*** Opening EXTRACTED MATERIAL ***
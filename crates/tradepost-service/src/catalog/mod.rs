//! Category and condition reference data.

use std::sync::Arc;

use tracing::info;

use tradepost_auth::rbac::{RbacEnforcer, SystemPermission};
use tradepost_core::error::AppError;
use tradepost_core::result::AppResult;
use tradepost_database::repositories::CatalogRepository;
use tradepost_entity::listing::{Category, Condition};

use crate::context::RequestContext;

/// Reads and maintains the catalog.
#[derive(Debug, Clone)]
pub struct CatalogService {
    catalog_repo: Arc<CatalogRepository>,
    rbac: Arc<RbacEnforcer>,
}

impl CatalogService {
    pub fn new(catalog_repo: Arc<CatalogRepository>, rbac: Arc<RbacEnforcer>) -> Self {
        Self { catalog_repo, rbac }
    }

    pub async fn categories(&self) -> AppResult<Vec<Category>> {
        self.catalog_repo.list_categories().await
    }

    pub async fn conditions(&self) -> AppResult<Vec<Condition>> {
        self.catalog_repo.list_conditions().await
    }

    /// Add a category (admin only).
    pub async fn create_category(
        &self,
        ctx: &RequestContext,
        name: &str,
        description: Option<&str>,
    ) -> AppResult<Category> {
        self.rbac
            .require_permission(&ctx.roles, SystemPermission::CatalogManage)?;
        let name = catalog_name(name)?;
        let category = self
            .catalog_repo
            .create_category(name, description.map(str::trim).filter(|d| !d.is_empty()))
            .await?;
        info!(user_id = %ctx.user_id, category = %category.name, "Category created");
        Ok(category)
    }

    /// Add a condition (admin only).
    pub async fn create_condition(
        &self,
        ctx: &RequestContext,
        name: &str,
        description: Option<&str>,
    ) -> AppResult<Condition> {
        self.rbac
            .require_permission(&ctx.roles, SystemPermission::CatalogManage)?;
        let name = catalog_name(name)?;
        let condition = self
            .catalog_repo
            .create_condition(name, description.map(str::trim).filter(|d| !d.is_empty()))
            .await?;
        info!(user_id = %ctx.user_id, condition = %condition.name, "Condition created");
        Ok(condition)
    }
}

fn catalog_name(name: &str) -> AppResult<&str> {
    let name = name.trim();
    if name.is_empty() {
        return Err(AppError::validation("Name is required"));
    }
    Ok(name)
}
*** Closing EXTRACTED MATERIAL ***
■ **TASK PROMPT**: Give back every line of the material, exactly as written.

■ **ANSWER SECTION**:
filename crates/tradepost-service/src/catalog/mod.rs
//! Category and condition reference data.

use std::sync::Arc;

use tracing::info;

use tradepost_auth::rbac::{RbacEnforcer, SystemPermission};
use tradepost_core::error::AppError;
use tradepost_core::result::AppResult;
use tradepost_database::repositories::CatalogRepository;
use tradepost_entity::listing::{Category, Condition};

use crate::context::RequestContext;

/// Reads and maintains the catalog.
#[derive(Debug, Clone)]
pub struct CatalogService {
    catalog_repo: Arc<CatalogRepository>,
    rbac: Arc<RbacEnforcer>,
}

impl CatalogService {
    pub fn new(catalog_repo: Arc<CatalogRepository>, rbac: Arc<RbacEnforcer>) -> Self {
        Self { catalog_repo, rbac }
    }

    pub async fn categories(&self) -> AppResult<Vec<Category>> {
        self.catalog_repo.list_categories().await
    }

    pub async fn conditions(&self) -> AppResult<Vec<Condition>> {
        self.catalog_repo.list_conditions().await
    }

    /// Add a category (admin only).
    pub async fn create_category(
        &self,
        ctx: &RequestContext,
        name: &str,
        description: Option<&str>,
    ) -> AppResult<Category> {
        self.rbac
            .require_permission(&ctx.roles, SystemPermission::CatalogManage)?;
        let name = catalog_name(name)?;
        let category = self
            .catalog_repo
            .create_category(name, description.map(str::trim).filter(|d| !d.is_empty()))
            .await?;
        info!(user_id = %ctx.user_id, category = %category.name, "Category created");
        Ok(category)
    }

    /// Add a condition (admin only).
    pub async fn create_condition(
        &self,
        ctx: &RequestContext,
        name: &str,
        description: Option<&str>,
    ) -> AppResult<Condition> {
        self.rbac
            .require_permission(&ctx.roles, SystemPermission::CatalogManage)?;
        let name = catalog_name(name)?;
        let condition = self
            .catalog_repo
            .create_condition(name, description.map(str::trim).filter(|d| !d.is_empty()))
            .await?;
        info!(user_id = %ctx.user_id, condition = %condition.name, "Condition created");
        Ok(condition)
    }
}

fn catalog_name(name: &str) -> AppResult<&str> {
    let name = name.trim();
    if name.is_empty() {
        return Err(AppError::validation("Name is required"));
    }
    Ok(name)
}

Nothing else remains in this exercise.